# [Brief]
What lines in the data hold the string "that"? Show them.

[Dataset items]
--- START ---

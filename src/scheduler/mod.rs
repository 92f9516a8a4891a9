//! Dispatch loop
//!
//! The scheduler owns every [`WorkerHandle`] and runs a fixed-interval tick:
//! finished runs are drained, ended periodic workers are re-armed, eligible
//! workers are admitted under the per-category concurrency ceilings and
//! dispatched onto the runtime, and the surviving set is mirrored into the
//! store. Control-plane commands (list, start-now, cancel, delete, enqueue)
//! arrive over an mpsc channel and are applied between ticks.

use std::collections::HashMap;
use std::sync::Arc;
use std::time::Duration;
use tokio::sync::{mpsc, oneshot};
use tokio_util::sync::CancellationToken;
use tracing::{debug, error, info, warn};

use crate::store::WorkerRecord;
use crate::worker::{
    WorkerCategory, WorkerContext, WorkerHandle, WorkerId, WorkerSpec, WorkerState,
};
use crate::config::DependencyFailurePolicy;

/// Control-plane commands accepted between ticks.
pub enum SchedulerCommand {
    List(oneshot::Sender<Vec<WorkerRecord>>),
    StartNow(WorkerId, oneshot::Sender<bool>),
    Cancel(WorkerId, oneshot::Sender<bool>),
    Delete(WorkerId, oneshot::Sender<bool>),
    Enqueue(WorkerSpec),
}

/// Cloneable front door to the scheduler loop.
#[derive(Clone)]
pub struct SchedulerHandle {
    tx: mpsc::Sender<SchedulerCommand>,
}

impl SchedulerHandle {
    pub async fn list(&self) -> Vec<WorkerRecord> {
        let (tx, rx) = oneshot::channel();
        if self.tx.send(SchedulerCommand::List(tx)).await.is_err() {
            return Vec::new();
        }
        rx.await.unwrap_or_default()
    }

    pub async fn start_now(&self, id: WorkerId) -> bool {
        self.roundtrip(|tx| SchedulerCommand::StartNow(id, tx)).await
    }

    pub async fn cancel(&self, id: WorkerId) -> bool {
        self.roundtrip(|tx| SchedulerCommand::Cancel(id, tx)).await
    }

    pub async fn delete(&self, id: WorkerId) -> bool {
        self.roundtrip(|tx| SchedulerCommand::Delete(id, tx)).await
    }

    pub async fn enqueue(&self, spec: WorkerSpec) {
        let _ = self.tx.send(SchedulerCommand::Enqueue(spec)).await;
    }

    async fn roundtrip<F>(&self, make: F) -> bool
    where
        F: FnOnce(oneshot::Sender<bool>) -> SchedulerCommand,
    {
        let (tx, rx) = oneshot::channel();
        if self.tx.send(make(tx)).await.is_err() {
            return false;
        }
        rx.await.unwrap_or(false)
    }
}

--- END ---
--- START ---

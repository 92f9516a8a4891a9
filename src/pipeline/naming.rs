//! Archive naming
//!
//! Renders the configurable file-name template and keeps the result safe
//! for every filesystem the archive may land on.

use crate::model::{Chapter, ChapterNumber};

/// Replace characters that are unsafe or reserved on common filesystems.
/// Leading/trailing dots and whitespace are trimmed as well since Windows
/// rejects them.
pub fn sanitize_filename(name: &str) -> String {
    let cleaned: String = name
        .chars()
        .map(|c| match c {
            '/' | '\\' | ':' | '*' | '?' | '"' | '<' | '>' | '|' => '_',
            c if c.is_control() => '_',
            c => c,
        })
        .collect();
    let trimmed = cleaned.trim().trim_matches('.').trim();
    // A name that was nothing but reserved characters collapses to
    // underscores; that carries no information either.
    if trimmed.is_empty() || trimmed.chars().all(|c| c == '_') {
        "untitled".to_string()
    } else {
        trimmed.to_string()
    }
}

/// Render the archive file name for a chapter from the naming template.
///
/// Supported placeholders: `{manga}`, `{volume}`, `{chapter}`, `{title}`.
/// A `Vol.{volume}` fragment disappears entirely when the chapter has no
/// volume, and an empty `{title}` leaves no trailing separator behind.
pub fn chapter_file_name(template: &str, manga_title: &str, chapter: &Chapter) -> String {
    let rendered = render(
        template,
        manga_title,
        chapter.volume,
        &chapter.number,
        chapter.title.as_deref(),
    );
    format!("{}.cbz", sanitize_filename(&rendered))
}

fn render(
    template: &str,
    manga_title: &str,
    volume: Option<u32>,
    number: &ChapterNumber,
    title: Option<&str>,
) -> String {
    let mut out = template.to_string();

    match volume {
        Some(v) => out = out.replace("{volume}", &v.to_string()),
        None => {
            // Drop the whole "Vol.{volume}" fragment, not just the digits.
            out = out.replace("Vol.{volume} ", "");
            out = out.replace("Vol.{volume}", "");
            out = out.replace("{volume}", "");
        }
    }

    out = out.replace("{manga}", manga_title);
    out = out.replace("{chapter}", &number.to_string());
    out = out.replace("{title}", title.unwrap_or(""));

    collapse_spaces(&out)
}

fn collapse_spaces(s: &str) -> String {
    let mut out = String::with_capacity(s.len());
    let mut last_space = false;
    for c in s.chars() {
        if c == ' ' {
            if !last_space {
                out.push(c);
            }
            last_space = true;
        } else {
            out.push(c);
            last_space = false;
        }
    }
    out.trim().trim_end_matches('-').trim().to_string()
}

--- END ---

# [The completed task]
/// Replace characters that are unsafe or reserved on common filesystems.
    // A name that was nothing but reserved characters collapses to
    // underscores; that carries no information either.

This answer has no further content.